Hosted by local immigration activists and criminal justice reform group Mano Amiga, the vigil was held in light of purported Immigration and Customs Enforcement (ICE) raids this past weekend. In Texas, these raids were expected to occur in major cities across the state.
Tomas Diaz de Leon, an organizer with Mano Amiga, said Hays County residents should stay engaged and vigilant to bring awareness to the crisis at the immigration centers.
Diaz de Leon said facilities like the South Texas Detention Center in Pearsall and the T. Don Hutto Residential Center in Taylor are not being challenged, especially considering both facilities are within 100 miles of Hays County.
“It’s time to map out how those assembled here can be part of the movement and regular active opposition to these camps,” Diaz de Leon said.
Diaz de Leon reminded the attendees of the rights immigrants have here in the United States as the ICE raids are expected to begin.
“ICE cannot enter your home without a signed warrant by a criminal court judge,” he said. “You don’t have to open your door for them. You do not need to speak to ICE agents. You can ‘plead the fifth’ and choose to remain silent.”
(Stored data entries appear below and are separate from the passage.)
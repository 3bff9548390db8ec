//! Credential lifecycle for the remote contact-center API.
//!
//! One credential per conversational session, acquired from the identity
//! endpoint and resolved through discovery, stored in the session slot and
//! refreshed when it runs out. Linked sessions borrow the primary
//! session's credential through the shared cache instead of minting their
//! own.

use std::sync::Arc;

use chrono::{DateTime, TimeDelta, Utc};
use serde::{Deserialize, Serialize};

use crate::error::AuthError;
use crate::remote::ContactCenterApi;
use crate::session::{CredentialCache, SessionIdentity, SessionStore, keys};

/// Safety margin subtracted from the expiry before a token is trusted.
pub const EXPIRY_GRACE_SECS: i64 = 5;

/// Access credential plus the discovered API base it belongs to.
#[derive(Debug, Clone, Serialize, Deserialize)]
pub struct Credential {
    pub access_token: String,
    pub token_type: String,
    #[serde(default)]
    pub refresh_token: String,
    pub api_endpoint: String,
    pub expires_at: DateTime<Utc>,
}

impl Credential {
    /// Usable at `now`? The expiry is always read as "valid until
    /// `expires_at` minus the grace margin".
    pub fn is_valid_at(&self, now: DateTime<Utc>) -> bool {
        self.expires_at - TimeDelta::seconds(EXPIRY_GRACE_SECS) > now
    }

    /// Value for the outgoing `Authorization` header.
    pub fn authorization(&self) -> String {
        format!("{} {}", self.token_type, self.access_token)
    }
}

/// Acquires, validates, and refreshes the per-session credential.
pub struct TokenManager {
    api: Arc<dyn ContactCenterApi>,
    store: Arc<dyn SessionStore>,
    cache: Arc<dyn CredentialCache>,
}

impl TokenManager {
    pub fn new(
        api: Arc<dyn ContactCenterApi>,
        store: Arc<dyn SessionStore>,
        cache: Arc<dyn CredentialCache>,
    ) -> Self {
        Self { api, store, cache }
    }

    /// Return a usable credential for this identity, acquiring or
    /// refreshing as needed.
    ///
    /// Behaves as one atomic read-check-refresh unit: an expired stored
    /// credential is discarded and re-acquired at most once per call, and
    /// an unusable identity/discovery payload is terminal for this call.
    /// Every successful path leaves the session slot holding the returned
    /// credential.
    pub async fn ensure_valid_credential(
        &self,
        identity: &SessionIdentity,
    ) -> Result<Credential, AuthError> {
        // Two passes at most: one to discard an expired credential, one to
        // acquire its replacement.
        for _ in 0..2 {
            match self.stored(identity).await {
                Some(credential) if credential.is_valid_at(Utc::now()) => return Ok(credential),
                Some(_) => {
                    tracing::debug!(session = identity.raw(), "Stored credential expired");
                    self.store.delete(identity, keys::CREDENTIAL).await;
                }
                None => return self.acquire(identity).await,
            }
        }
        self.acquire(identity).await
    }

    async fn stored(&self, identity: &SessionIdentity) -> Option<Credential> {
        let raw = self.store.get(identity, keys::CREDENTIAL).await?;
        match serde_json::from_str(&raw) {
            Ok(credential) => Some(credential),
            Err(e) => {
                tracing::warn!(session = identity.raw(), "Discarding unreadable credential: {e}");
                self.store.delete(identity, keys::CREDENTIAL).await;
                None
            }
        }
    }

    async fn acquire(&self, identity: &SessionIdentity) -> Result<Credential, AuthError> {
        if identity.is_linked() {
            if let Some(credential) = self.try_import(identity).await {
                tracing::info!(session = identity.raw(), "Adopted linked-session credential");
                self.remember(identity, &credential).await;
                return Ok(credential);
            }
        }

        let grant = self.api.obtain_access_key().await?;
        let api_endpoint = self
            .api
            .discover_endpoint(&grant.access_token, &grant.token_type)
            .await?;

        let credential = Credential {
            access_token: grant.access_token,
            token_type: grant.token_type,
            refresh_token: grant.refresh_token,
            api_endpoint,
            expires_at: Utc::now() + TimeDelta::seconds(grant.expires_in),
        };

        self.remember(identity, &credential).await;

        // Persist under the suffix-stripped key so a linked session can
        // pick it up. Best-effort: a broken cache only degrades linking.
        if let Err(e) = self.cache.put(identity.cache_key(), &credential).await {
            tracing::warn!("Failed to persist credential for linked sessions: {e}");
        }

        tracing::info!(session = identity.raw(), "Acquired fresh credential");
        Ok(credential)
    }

    /// Import the primary session's persisted credential, if this is a
    /// linked session and the persisted copy is still usable. Any
    /// validation failure falls back to a normal fresh authentication.
    async fn try_import(&self, identity: &SessionIdentity) -> Option<Credential> {
        let credential = match self.cache.get(identity.cache_key()).await {
            Ok(Some(credential)) => credential,
            Ok(None) => return None,
            Err(e) => {
                tracing::debug!("Credential cache read failed: {e}");
                return None;
            }
        };

        if credential.access_token.is_empty() || !credential.is_valid_at(Utc::now()) {
            return None;
        }
        Some(credential)
    }

    async fn remember(&self, identity: &SessionIdentity, credential: &Credential) {
        if let Ok(raw) = serde_json::to_string(credential) {
            self.store.set(identity, keys::CREDENTIAL, raw).await;
        }
    }

    /// Drop the stored credential and the shared cache entry (chat ended
    /// or explicit logout).
    pub async fn forget(&self, identity: &SessionIdentity) {
        self.store.delete(identity, keys::CREDENTIAL).await;
        if let Err(e) = self.cache.delete(identity.cache_key()).await {
            tracing::warn!("Failed to delete cached credential: {e}");
        }
    }
}

#[cfg(test)]
mod tests {
    use super::*;
    use crate::remote::testing::FakeContactCenter;
    use crate::session::{FileCredentialCache, MemorySessionStore};
    use std::sync::atomic::Ordering;
    use tempfile::tempdir;

    struct Fixture {
        api: Arc<FakeContactCenter>,
        store: Arc<MemorySessionStore>,
        cache: Arc<FileCredentialCache>,
        manager: TokenManager,
        _dir: tempfile::TempDir,
    }

    fn fixture(api: FakeContactCenter) -> Fixture {
        let dir = tempdir().unwrap();
        let api = Arc::new(api);
        let store = Arc::new(MemorySessionStore::new());
        let cache = Arc::new(FileCredentialCache::new(dir.path()));
        let manager = TokenManager::new(api.clone(), store.clone(), cache.clone());
        Fixture {
            api,
            store,
            cache,
            manager,
            _dir: dir,
        }
    }

    fn identity(raw: &str) -> SessionIdentity {
        SessionIdentity::new(raw, "-linked")
    }

    fn expired_credential() -> Credential {
        Credential {
            access_token: "OLD".to_string(),
            token_type: "Bearer".to_string(),
            refresh_token: String::new(),
            api_endpoint: "https://old".to_string(),
            expires_at: Utc::now() + TimeDelta::seconds(EXPIRY_GRACE_SECS),
        }
    }

    #[tokio::test]
    async fn fresh_auth_combines_grant_and_discovery() {
        let fx = fixture(FakeContactCenter::new().with_grant(60));
        let identity = identity("sess");

        let before = Utc::now();
        let credential = fx.manager.ensure_valid_credential(&identity).await.unwrap();

        assert_eq!(credential.authorization(), "Bearer T1");
        assert_eq!(credential.api_endpoint, "https://x");
        let expected = before + TimeDelta::seconds(60);
        let drift = (credential.expires_at - expected).num_seconds().abs();
        assert!(drift <= 1, "expiry should be about now+60s");

        // The session slot and the shared cache both hold the credential.
        assert!(fx.store.get(&identity, keys::CREDENTIAL).await.is_some());
        assert!(fx.cache.get("sess").await.unwrap().is_some());
    }

    #[tokio::test]
    async fn valid_credential_is_reused_without_remote_calls() {
        let fx = fixture(FakeContactCenter::new().with_grant(60));
        let identity = identity("sess");

        fx.manager.ensure_valid_credential(&identity).await.unwrap();
        fx.manager.ensure_valid_credential(&identity).await.unwrap();

        assert_eq!(fx.api.auth_calls.load(Ordering::SeqCst), 1);
        assert_eq!(fx.api.discovery_calls.load(Ordering::SeqCst), 1);
    }

    #[tokio::test]
    async fn expired_credential_is_reacquired_exactly_once() {
        let fx = fixture(FakeContactCenter::new().with_grant(60));
        let identity = identity("sess");
        fx.manager.remember(&identity, &expired_credential()).await;

        let credential = fx.manager.ensure_valid_credential(&identity).await.unwrap();

        assert_eq!(credential.access_token, "T1");
        assert_eq!(fx.api.auth_calls.load(Ordering::SeqCst), 1);
    }

    #[tokio::test]
    async fn refresh_failure_is_terminal_not_a_loop() {
        // Identity endpoint hands back an unusable payload.
        let fx = fixture(FakeContactCenter::new());
        let identity = identity("sess");
        fx.manager.remember(&identity, &expired_credential()).await;

        let err = fx
            .manager
            .ensure_valid_credential(&identity)
            .await
            .unwrap_err();
        assert!(matches!(
            err,
            AuthError::MissingField {
                field: "access_token"
            }
        ));
        // Exactly one attempt, no unbounded retries.
        assert_eq!(fx.api.auth_calls.load(Ordering::SeqCst), 1);
    }

    #[tokio::test]
    async fn linked_session_imports_without_remote_auth() {
        let fx = fixture(FakeContactCenter::new().with_grant(60));
        let primary = identity("sess");
        let linked = identity("sess-linked");

        fx.manager.ensure_valid_credential(&primary).await.unwrap();
        let imported = fx.manager.ensure_valid_credential(&linked).await.unwrap();

        assert_eq!(imported.access_token, "T1");
        // Only the primary session hit the identity endpoint.
        assert_eq!(fx.api.auth_calls.load(Ordering::SeqCst), 1);
    }

    #[tokio::test]
    async fn linked_session_with_stale_cache_authenticates_fresh() {
        let fx = fixture(FakeContactCenter::new().with_grant(60));
        let linked = identity("sess-linked");
        fx.cache.put("sess", &expired_credential()).await.unwrap();

        let credential = fx.manager.ensure_valid_credential(&linked).await.unwrap();

        assert_eq!(credential.access_token, "T1");
        assert_eq!(fx.api.auth_calls.load(Ordering::SeqCst), 1);
    }

    #[tokio::test]
    async fn forget_clears_slot_and_cache() {
        let fx = fixture(FakeContactCenter::new().with_grant(60));
        let identity = identity("sess");
        fx.manager.ensure_valid_credential(&identity).await.unwrap();

        fx.manager.forget(&identity).await;

        assert!(fx.store.get(&identity, keys::CREDENTIAL).await.is_none());
        assert!(fx.cache.get("sess").await.unwrap().is_none());
    }

    #[test]
    fn grace_margin_is_exact() {
        let mut credential = expired_credential();
        let now = Utc::now();

        // Right at the boundary: expires_at - grace == now is expired.
        credential.expires_at = now + TimeDelta::seconds(EXPIRY_GRACE_SECS);
        assert!(!credential.is_valid_at(now));

        credential.expires_at = now + TimeDelta::seconds(EXPIRY_GRACE_SECS + 1);
        assert!(credential.is_valid_at(now));
    }
}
Diaz de Leon said residents do not need to sign any paperwork from the agency without consulting an attorney.
The vigil ended with an emotional candle lighting ceremony as the sun disappeared into the night sky over the courthouse.
Singing songs like Amazing Grace, attendees lit each other’s candles and joined hand in hand. The passing and spreading of fire was a symbolic gesture to keep growing and spreading the light, a common theme of the event.
For Rev. Helen Boursier, who has spent countless hours with refugees at the Karnes detention center since 2014, joining the vigil was necessary as the experiences have shifted her own views on the issue.
“They (refugees) read the same Bible we read; they believe in the same God that we read about; they believe that God does have a hope and a future for them,” Boursier said. “And so they come. They also believe the United States is a nation of justice …”
Bouriser said mothers have told her they believe the United States is a place where the leaders fight for the people.
“When the leaders to do not fight for the people, the people need to fight for the people,” Boursier said.